Collected data entries:

====================

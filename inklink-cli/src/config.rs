//! Configuration for the image sender.

use std::path::Path;
use std::time::Duration;

use serde::{Deserialize, Serialize};

use inklink_core::FlowControl;
use inklink_core::raster::DEFAULT_BAYER_AMPLITUDE;
use inklink_core::transfer::{DEFAULT_INTERLEAVE, DEFAULT_PACING};

/// Top-level configuration loaded from a TOML file.
#[derive(Debug, Clone, Serialize, Deserialize)]
#[serde(default)]
pub struct SenderConfig {
    /// Device and adapter settings.
    pub device: DeviceConfig,
    /// Chunking and pacing.
    pub transfer: TransferConfig,
    /// Image preparation.
    pub render: RenderConfig,
    /// Logging settings.
    pub logging: LoggingConfig,
}

/// Device and adapter settings.
#[derive(Debug, Clone, Serialize, Deserialize)]
#[serde(default)]
pub struct DeviceConfig {
    /// Bluetooth adapter, e.g. "hci0". Empty means the first one.
    pub adapter: String,
    /// Default device address for `send` when `--address` is omitted.
    pub address: String,
    /// Seconds to wait for the config and mtu notifications.
    pub negotiation_timeout_secs: u64,
}

/// Chunking and pacing.
#[derive(Debug, Clone, Serialize, Deserialize)]
#[serde(default)]
pub struct TransferConfig {
    /// Chunks between two acknowledged writes.
    pub interleave: usize,
    /// Delay after each acknowledged write, in milliseconds.
    pub pacing_ms: u64,
}

/// Image preparation.
#[derive(Debug, Clone, Serialize, Deserialize)]
#[serde(default)]
pub struct RenderConfig {
    /// Color mode: "bw" or "bwr".
    pub color_mode: String,
    /// Dither algorithm: "none", "floyd", "jarvis", "stucki",
    /// "atkinson" or "bayer".
    pub dither: String,
    /// Perturbation amplitude for ordered dithering.
    pub bayer_amplitude: f32,
}

/// Logging settings.
#[derive(Debug, Clone, Serialize, Deserialize)]
#[serde(default)]
pub struct LoggingConfig {
    /// Log level: "trace", "debug", "info", "warn", "error".
    pub level: String,
}

// ── Defaults ─────────────────────────────────────────────────────

impl Default for SenderConfig {
    fn default() -> Self {
        Self {
            device: DeviceConfig::default(),
            transfer: TransferConfig::default(),
            render: RenderConfig::default(),
            logging: LoggingConfig::default(),
        }
    }
}

impl Default for DeviceConfig {
    fn default() -> Self {
        Self {
            adapter: String::new(),
            address: String::new(),
            negotiation_timeout_secs: 10,
        }
    }
}

impl Default for TransferConfig {
    fn default() -> Self {
        Self {
            interleave: DEFAULT_INTERLEAVE,
            pacing_ms: DEFAULT_PACING.as_millis() as u64,
        }
    }
}

impl Default for RenderConfig {
    fn default() -> Self {
        Self {
            color_mode: "bw".into(),
            dither: "floyd".into(),
            bayer_amplitude: DEFAULT_BAYER_AMPLITUDE,
        }
    }
}

impl Default for LoggingConfig {
    fn default() -> Self {
        Self {
            level: "info".into(),
        }
    }
}

// ── Loading ──────────────────────────────────────────────────────

impl SenderConfig {
    /// Load configuration from a TOML file, falling back to defaults.
    pub fn load(path: &Path) -> Self {
        match std::fs::read_to_string(path) {
            Ok(contents) => toml::from_str(&contents).unwrap_or_else(|e| {
                tracing::warn!("invalid config {}: {e}; using defaults", path.display());
                Self::default()
            }),
            Err(_) => {
                tracing::debug!("no config at {}; using defaults", path.display());
                Self::default()
            }
        }
    }

    /// Flow-control settings as the core type.
    pub fn flow(&self) -> FlowControl {
        FlowControl::new(
            self.transfer.interleave,
            Duration::from_millis(self.transfer.pacing_ms),
        )
    }

    /// Negotiation deadline as a `Duration`.
    pub fn negotiation_timeout(&self) -> Duration {
        Duration::from_secs(self.device.negotiation_timeout_secs)
    }
}

// ── Tests ────────────────────────────────────────────────────────

#[cfg(test)]
mod tests {
    use super::*;

    #[test]
    fn default_config_serializes() {
        let cfg = SenderConfig::default();
        let text = toml::to_string_pretty(&cfg).unwrap();
        assert!(text.contains("interleave"));
        assert!(text.contains("color_mode"));
        assert!(text.contains("bayer_amplitude"));
    }

    #[test]
    fn roundtrip_config() {
        let cfg = SenderConfig::default();
        let text = toml::to_string_pretty(&cfg).unwrap();
        let parsed: SenderConfig = toml::from_str(&text).unwrap();
        assert_eq!(parsed.transfer.interleave, DEFAULT_INTERLEAVE);
        assert_eq!(parsed.render.dither, "floyd");
    }

    #[test]
    fn partial_toml_fills_in_defaults() {
        let parsed: SenderConfig = toml::from_str("[transfer]\ninterleave = 8\n").unwrap();
        assert_eq!(parsed.transfer.interleave, 8);
        assert_eq!(parsed.transfer.pacing_ms, 50);
        assert_eq!(parsed.render.color_mode, "bw");
    }

    #[test]
    fn flow_clamps_zero_interleave() {
        let mut cfg = SenderConfig::default();
        cfg.transfer.interleave = 0;
        assert_eq!(cfg.flow().interleave, 1);
    }
}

====================

*TASK TO COMPLETE:* Return only the part of the records above that opens with the line containing "a TOML file." and closes with the line containing "the first one.", ends included.

*THE COMPLETED TASK:*
/// Top-level configuration loaded from a TOML file.
#[derive(Debug, Clone, Serialize, Deserialize)]
#[serde(default)]
pub struct SenderConfig {
    /// Device and adapter settings.
    pub device: DeviceConfig,
    /// Chunking and pacing.
    pub transfer: TransferConfig,
    /// Image preparation.
    pub render: RenderConfig,
    /// Logging settings.
    pub logging: LoggingConfig,
}

/// Device and adapter settings.
#[derive(Debug, Clone, Serialize, Deserialize)]
#[serde(default)]
pub struct DeviceConfig {
    /// Bluetooth adapter, e.g. "hci0". Empty means the first one.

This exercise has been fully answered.